Onze ans après l'accident à la centrale nucléaire japonaise de Fukushima Daiichi frappée par un tsunami, environ 4.000 personnes travaillent toujours quotidiennement à des opérations complexes de nettoyage et de démantèlement prévues sur des décennies.

Taille du texte:

Voici un bref rappel des faits de la pire catastrophe nucléaire depuis Tchernobyl (Ukraine) en 1986 et des défis restant à relever.

Les dégâts

Trois des six réacteurs de la centrale - les unités 1, 2 et 3 - étaient en service lorsque le tsunami, consécutif à un puissant séisme sous-marin, a déferlé le 11 mars 2011. Leurs systèmes de refroidissement sont tombés en panne quand des vagues ont inondé les générateurs de secours, provoquant la fusion des coeurs des trois réacteurs.

Des explosions d'hydrogène dans les unités 1, 3 et 4 ont par ailleurs causé d'importants dégâts, toujours visibles en divers endroits, comme les ruines de la charpente métallique au sommet de l'unité 1.

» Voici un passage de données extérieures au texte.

pub mod activity;
pub mod process;
pub mod session;

use std::{env, path::PathBuf};

use anyhow::Result;
use clap::{Parser, Subcommand};
use process::{kill_running_daemons, restart_daemon};
use tracing::level_filters::LevelFilter;

use crate::{
    cli::{
        activity::{process_activity_command, process_clear_command, ActivityCommand, ClearCommand},
        session::{process_session_command, SessionCommand},
    },
    daemon::start_daemon,
    utils::{
        dir::create_application_default_path,
        logging::{enable_logging, CLI_PREFIX},
    },
};

#[derive(Parser, Debug)]
#[command(name = "Tracksy", version, long_about = None)]
#[command(about = "Focus-aware desktop activity tracker", long_about = None)]
struct Args {
    #[command(subcommand)]
    commands: Commands,
    #[arg(long, help = "Enable logging")]
    log: bool,
}

#[derive(Subcommand, Debug)]
#[command(version, about, long_about = None)]
enum Commands {
    #[command(about = "Starts a tracking daemon for the application")]
    Init {
        #[arg(
            long,
            help = "Application directory. By default tries to save into $XDG_STATE_HOME or $HOME/.local/state"
        )]
        dir: Option<PathBuf>,
    },
    #[command(
        about = "Run the tracker directly in current console. Used for creating a daemon internally and for debugging"
    )]
    Serve {
        #[arg(
            long,
            help = "Application directory. By default tries to save into $XDG_STATE_HOME or $HOME/.local/state"
        )]
        dir: Option<PathBuf>,
    },
    #[command(about = "Stop a currently running daemon.")]
    Stop {},
    #[command(about = "Start, stop and inspect tracked sessions")]
    Session {
        #[command(subcommand)]
        command: SessionCommand,
    },
    #[command(about = "Display stored activity records")]
    Activity {
        #[command(flatten)]
        command: ActivityCommand,
    },
    #[command(about = "Clear stored activity records")]
    Clear {
        #[command(flatten)]
        command: ClearCommand,
    },
}

pub async fn run_cli() -> Result<()> {
    let args = Args::parse();

    let logging_level = if args.log {
        Some(LevelFilter::TRACE)
    } else {
        None
    };
    enable_logging(
        CLI_PREFIX,
        &create_application_default_path()?,
        logging_level,
        args.log,
    )?;

    match args.commands {
        Commands::Init { .. } => {
            restart_daemon()?;
            Ok(())
        }
        Commands::Stop {} => {
            let process_name = env::current_exe().expect("Can't operate without an executable");
            kill_running_daemons(&process_name);
            Ok(())
        }
        Commands::Serve { dir } => {
            start_daemon(dir.map_or_else(create_application_default_path, Ok)?).await?;
            Ok(())
        }
        Commands::Session { command } => process_session_command(command).await,
        Commands::Activity { command } => process_activity_command(command).await,
        Commands::Clear { command } => process_clear_command(command).await,
    }
}
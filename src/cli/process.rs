use std::{env, path::Path, process::Stdio};

use anyhow::Result;
use sysinfo::{get_current_pid, Signal, System};

pub fn kill_running_daemons(name: &Path) {
    let system = System::new_all();
    let current_id = get_current_pid().unwrap();
    for (pid, process) in system.processes().iter() {
        if *pid == current_id {
            continue;
        }
        if matches!(process.parent(), Some(p) if p == current_id) {
            continue;
        }

        if process
            .exe()
            .filter(|v| v.exists())
            .filter(|v| name == *v)
            .is_some()
        {
            // This will forcefully terminate the process on Windows. Anything better will require a
            // lot more work.
            if process.kill_with(Signal::Term).is_none() {
                process.kill();
            }
            process.wait();
        }
    }
}

/// Shuts down any previous tracker and starts a fresh one. Killing first is
/// what makes `init` idempotent, there is never a second timer running.
/// For simplicity sake it operates using a detached process.
pub fn restart_daemon() -> Result<()> {
    // The program uses the executable passed into the process. It's not the best option but it
    // will do the job in most cases.
    let process_name = env::current_exe().expect("Can't operate without an executable");
    kill_running_daemons(&process_name);
    let mut command = std::process::Command::new(process_name);
    command.args(["serve"]);

    #[cfg(feature = "win")]
    {
        use std::os::windows::process::CommandExt;
        use windows::Win32::System::Threading::DETACHED_PROCESS;
        command.creation_flags(DETACHED_PROCESS.0);
    }
    #[cfg(unix)]
    {
        use std::os::unix::process::CommandExt;
        command.process_group(0);
        command.stdin(Stdio::null());
        command.stdout(Stdio::null());
    }

    println!("Spawning tracker");
    #[allow(clippy::zombie_processes)]
    let _ = command.spawn()?;
    println!("Success");
    Ok(())
}
use std::time::Duration;

use anyhow::Result;
use tokio_util::sync::CancellationToken;
use tracing::{debug, error, info_span, Instrument};

use crate::{
    daemon::{
        blocking::evaluate,
        notify::{NotificationController, Notifier},
        session::SessionTracker,
        storage::{
            activity_log::ActivityLog,
            entities::{ActivityRecord, ActivitySample},
            session_store::SessionStore,
        },
    },
    sampling::{is_permission_denied, SampleSource},
    settings::SettingsStore,
    utils::clock::Clock,
};

/// The tick driver. Owns every collaborator the tracking control flow
/// touches and runs them strictly sequentially: a tick finishes (or fails)
/// before the next one is armed, so no two ticks ever interleave.
pub struct TrackingModule<A, S, N> {
    sampler: Box<dyn SampleSource>,
    log: A,
    sessions: SessionTracker<S>,
    controller: NotificationController<N>,
    settings: SettingsStore,
    shutdown: CancellationToken,
    tick_interval: Duration,
    clock: Box<dyn Clock>,
}

impl<A: ActivityLog, S: SessionStore, N: Notifier> TrackingModule<A, S, N> {
    #[allow(clippy::too_many_arguments)]
    pub fn new(
        sampler: Box<dyn SampleSource>,
        log: A,
        sessions: SessionTracker<S>,
        controller: NotificationController<N>,
        settings: SettingsStore,
        shutdown: CancellationToken,
        tick_interval: Duration,
        clock: Box<dyn Clock>,
    ) -> Self {
        Self {
            sampler,
            log,
            sessions,
            controller,
            settings,
            shutdown,
            tick_interval,
            clock,
        }
    }

    /// Executes the tracking event loop.
    pub async fn run(mut self) -> Result<()> {
        let mut tick_point = self.clock.instant();
        loop {
            tick_point += self.tick_interval;

            let span = info_span!("Tracking tick");
            if let Err(e) = self.tick().instrument(span).await {
                error!("Encountered an error during tracking {:?}", e)
            }

            tokio::select! {
                // Cancelation means we stop execution of the event loop and
                // any armed-but-not-started tick with it.
                _ = self.shutdown.cancelled() => {
                    return Ok(())
                }
                _ = self.clock.sleep_until(tick_point) => ()
            }
        }
    }

    async fn tick(&mut self) -> Result<()> {
        let settings = self.settings.current().await?;
        let now = self.clock.time();

        // Outcomes of prompts answered since the last tick feed back into
        // the session machine here, on the scheduler's timeline.
        self.controller.drain_pending(&self.sessions).await?;

        let Some(active) = self.sessions.active(&settings.user_id).await? else {
            self.controller.nudge_idle(&settings.user_id, now);
            return Ok(());
        };

        if let Some(exceeded) = active.exceeded_by(now) {
            self.controller.notify_overrun(&active, exceeded);
            if active.auto_stop_enabled {
                self.sessions.stop(&settings.user_id, &active.id).await?;
                return Ok(());
            }
        }

        if self.controller.permission_fault() {
            return Ok(());
        }
        if !settings.is_blocking_on_focus_mode {
            return Ok(());
        }

        let snapshot = match self.sampler.sample(settings.permissions()) {
            Ok(Some(snapshot)) => snapshot,
            Ok(None) => {
                debug!("No foreground window resolvable, skipping tick");
                return Ok(());
            }
            Err(e) => {
                if is_permission_denied(&e) {
                    self.controller.permission_denied();
                    return Ok(());
                }
                return Err(e);
            }
        };

        // Break time is neither recorded nor held against the block lists.
        if !active.is_focus_mode {
            return Ok(());
        }

        let sample = ActivitySample::from_snapshot(snapshot, now, active.id.as_str().into());
        let record = ActivityRecord::from(sample);

        if let Err(e) = self.log.insert(record.clone()).await {
            // Storage trouble must not take the session machinery down.
            error!("Failed to store activity record {e:?}");
        }

        let verdict = evaluate(&record, &settings.blocked_apps, &settings.blocked_domains);
        self.controller
            .maybe_prompt(&active, &record, verdict, now);

        Ok(())
    }
}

Des travaux de couverture se poursuivent à l'aide de grues, tandis que des ouvriers en combinaison et munis de dosimètres font fonctionner d'autres machines. Des couloirs verts peints le long des routes indiquent où ils peuvent marcher sans équipements de protection renforcés.

Les barres de combustible

Au moment de l'accident, les six réacteurs avaient des barres de combustible usagé dans des piscines de refroidissement. Les barres ont été retirées de deux unités et le processus est en cours dans les unités 5 et 6, non endommagées.

Mais dans le réacteur n°1, de grandes quantités de gravats radioactifs doivent être dégagées au préalable. Pour éviter de répandre de la poussière radioactive, les travailleurs installent un nouveau toit et ainsi l'extraction des gravats devrait seulement commencer vers 2027.

Dans l'unité 2, les niveaux de radiation sont si élevés que l'exploitant de la centrale, Tepco, prévoit d'accéder aux barres en envoyant des robots depuis deux plateformes surélevées, dont l'une a déjà été construite. Le retrait des barres devrait y commencer vers le printemps 2024.

Débris de combustible fondu

Dans les unités 1 à 3, le combustible des réacteurs et d'autres matériaux ont fondu puis se sont solidifiés en débris hautement radioactifs, un immense casse-tête sur lequel Tepco planche depuis déjà sept ans.

"Nous avons commencé à examiner l'intérieur du réacteur n°1 en février" et "nous prévoyons que le réacteur n°2 sera le premier duquel nous retirerons les débris de combustible cette année", explique à l'AFP Keisuke Matsuo, un chargé de communication de la centrale.

Développé au Royaume-Uni par Veolia Nuclear Solutions et Mitsubishi Heavy Industries, le bras robotique de plus de 20 mètres de long qui sera utilisé pour cette mission a été livré en juillet dernier après un retard dû à la pandémie. Il est actuellement testé.

Eau contaminée

La centrale génère en moyenne 140 m3 d'eau contaminée par jour, à cause des intempéries, des nappes souterraines et des eaux de refroidissement.

Tepco a bétonné des sols, installé des pompes et construit un mur de glace souterrain, mais le problème persiste.

L'eau est récupérée et filtrée pour éliminer divers radionucléides, mais pas le tritium qui ne peut être éliminé avec les technologies existantes.

Aussi 1,29 million tonnes d'eau s'entassent actuellement dans plus d'un millier de réservoirs blancs, gris et bleus sur le site de la centrale, dont les espaces de stockage devraient être épuisés d'ici un an environ.

Dans le cadre d'un plan gouvernemental, l'eau doit être diluée pour réduire les niveaux de tritium avant d'être rejetée en mer via un conduit sous-marin d'un kilomètre de long, un processus qui devrait s'étaler sur de nombreuses années.

Bien qu'il ait été approuvé par l'Agence internationale de l'énergie atomique (AIEA), ce projet est critiqué par des pays voisins du Japon, des ONG environnementales et des communautés locales de pêcheurs.

"Nous pensons que l'eau traitée est sûre", assure M. Matsuo, mais "nous ne pouvons pas commencer à libérer l'eau sans l'adhésion de ceux qui seront concernés".

Une facture pharaonique

Le coût total du démantèlement, qui devrait durer de 30 à 40 ans, est actuellement estimé à 8.000 milliards de yens (63,5 milliards d'euros), que Tepco dit pouvoir couvrir. Mais ce chiffre ne comprend pas le coût du traitement et d'élimination des eaux contaminées.